======== Provided entries ========
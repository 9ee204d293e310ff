//! terraform-helper — entry point.

use clap::{CommandFactory, Parser};

use terraform_helper::DocsClient;
use terraform_helper_cli::config::{resolve_settings, RawArgs, DEFAULT_CDKTF_LANGUAGE};
use terraform_helper_cli::lookup::render_document;
use terraform_helper_cli::{lookup, version, TerminalSelector};

const EXAMPLES: &str = "\
Examples:
  terraform-helper aws api_gateway
  terraform-helper aws api_gateway_deployment -r
  terraform-helper google compute_instance
  terraform-helper azurerm virtual_machine -d
  terraform-helper aws lambda_function --cdktf
  terraform-helper aws lambda_function --cdktf typescript
  terraform-helper aws lambda_function --cdktf python";

#[derive(Parser)]
#[command(
    name = "terraform-helper",
    about = "Look up Terraform provider documentation from the terminal",
    disable_version_flag = true,
    after_help = EXAMPLES
)]
struct Cli {
    /// Provider name (e.g., aws, google, azurerm).
    provider: Option<String>,

    /// Resource or data source name (partial matching supported).
    name: Option<String>,

    /// Search in resources (default).
    #[arg(short = 'r', long = "resource", conflicts_with = "datasource")]
    resource: bool,

    /// Search in data sources.
    #[arg(short = 'd', long = "datasource")]
    datasource: bool,

    /// Use CDKTF documentation for the given language (default: typescript).
    #[arg(
        long,
        value_name = "LANGUAGE",
        num_args = 0..=1,
        default_missing_value = DEFAULT_CDKTF_LANGUAGE
    )]
    cdktf: Option<String>,

    /// Show version information.
    #[arg(short = 'v', long = "version")]
    version: bool,

    /// Log level (trace, debug, info, warn, error).
    #[arg(long, default_value = "warn")]
    log_level: String,

    /// Disable colored output.
    #[arg(long)]
    no_color: bool,
}

/// Rewrite `--cdktf` into `--cdktf=<language>`.
///
/// The token after `--cdktf` is its language only once both positionals
/// have been seen; before that it is a positional and the language is
/// typescript.
fn normalize_cdktf<I, T>(args: I) -> Vec<String>
where
    I: IntoIterator<Item = T>,
    T: Into<String>,
{
    let mut rest = args.into_iter().map(Into::<String>::into).peekable();
    let mut out: Vec<String> = rest.next().into_iter().collect();
    let mut positionals = 0;

    while let Some(arg) = rest.next() {
        match arg.as_str() {
            "--" => {
                out.push(arg);
                out.extend(rest.by_ref());
                break;
            }
            "--cdktf" => {
                let takes_value =
                    positionals >= 2 && rest.peek().is_some_and(|next| !next.starts_with('-'));
                let language = if takes_value { rest.next() } else { None };
                let language = language.unwrap_or_else(|| DEFAULT_CDKTF_LANGUAGE.to_string());
                out.push(format!("--cdktf={language}"));
            }
            "--log-level" => {
                out.push(arg);
                out.extend(rest.next());
            }
            _ => {
                if !arg.starts_with('-') {
                    positionals += 1;
                }
                out.push(arg);
            }
        }
    }
    out
}

#[tokio::main(flavor = "current_thread")]
async fn main() {
    let cli = Cli::parse_from(normalize_cdktf(
        std::env::args_os().map(|a| a.to_string_lossy().into_owned()),
    ));

    if cli.version {
        println!("{}", version::long_version());
        return;
    }

    let filter = tracing_subscriber::EnvFilter::try_from_default_env()
        .unwrap_or_else(|_| tracing_subscriber::EnvFilter::new(&cli.log_level));

    tracing_subscriber::fmt()
        .with_env_filter(filter)
        .with_writer(std::io::stderr)
        .init();

    if cli.no_color {
        colored::control::set_override(false);
    }

    let args = RawArgs {
        provider: cli.provider.unwrap_or_default(),
        search_term: cli.name.unwrap_or_default(),
        resource: cli.resource,
        datasource: cli.datasource,
        cdktf: cli.cdktf,
    };

    let settings = match resolve_settings(&args) {
        Ok(settings) => settings,
        Err(e) => {
            eprintln!("Error: {e:#}\n");
            let _ = Cli::command().write_help(&mut std::io::stderr());
            std::process::exit(1);
        }
    };

    if let Err(e) = run(&settings).await {
        eprintln!("Error: {e:#}");
        std::process::exit(1);
    }
}

async fn run(settings: &terraform_helper_cli::Settings) -> anyhow::Result<()> {
    let client = DocsClient::with_endpoints(settings.endpoints.clone(), settings.timeout)?;
    let found = lookup(&client, settings, &TerminalSelector).await?;
    let stdout = std::io::stdout();
    render_document(&found.markdown, &mut stdout.lock())?;
    Ok(())
}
========
Nothing beyond the lines from the start of the entries through the line with "Disable colored output." should appear. Repeat those lines exactly, both ends included.

Solution:
repository 9ee204d293e310ff
//! terraform-helper — entry point.

use clap::{CommandFactory, Parser};

use terraform_helper::DocsClient;
use terraform_helper_cli::config::{resolve_settings, RawArgs, DEFAULT_CDKTF_LANGUAGE};
use terraform_helper_cli::lookup::render_document;
use terraform_helper_cli::{lookup, version, TerminalSelector};

const EXAMPLES: &str = "\
Examples:
  terraform-helper aws api_gateway
  terraform-helper aws api_gateway_deployment -r
  terraform-helper google compute_instance
  terraform-helper azurerm virtual_machine -d
  terraform-helper aws lambda_function --cdktf
  terraform-helper aws lambda_function --cdktf typescript
  terraform-helper aws lambda_function --cdktf python";

#[derive(Parser)]
#[command(
    name = "terraform-helper",
    about = "Look up Terraform provider documentation from the terminal",
    disable_version_flag = true,
    after_help = EXAMPLES
)]
struct Cli {
    /// Provider name (e.g., aws, google, azurerm).
    provider: Option<String>,

    /// Resource or data source name (partial matching supported).
    name: Option<String>,

    /// Search in resources (default).
    #[arg(short = 'r', long = "resource", conflicts_with = "datasource")]
    resource: bool,

    /// Search in data sources.
    #[arg(short = 'd', long = "datasource")]
    datasource: bool,

    /// Use CDKTF documentation for the given language (default: typescript).
    #[arg(
        long,
        value_name = "LANGUAGE",
        num_args = 0..=1,
        default_missing_value = DEFAULT_CDKTF_LANGUAGE
    )]
    cdktf: Option<String>,

    /// Show version information.
    #[arg(short = 'v', long = "version")]
    version: bool,

    /// Log level (trace, debug, info, warn, error).
    #[arg(long, default_value = "warn")]
    log_level: String,

    /// Disable colored output.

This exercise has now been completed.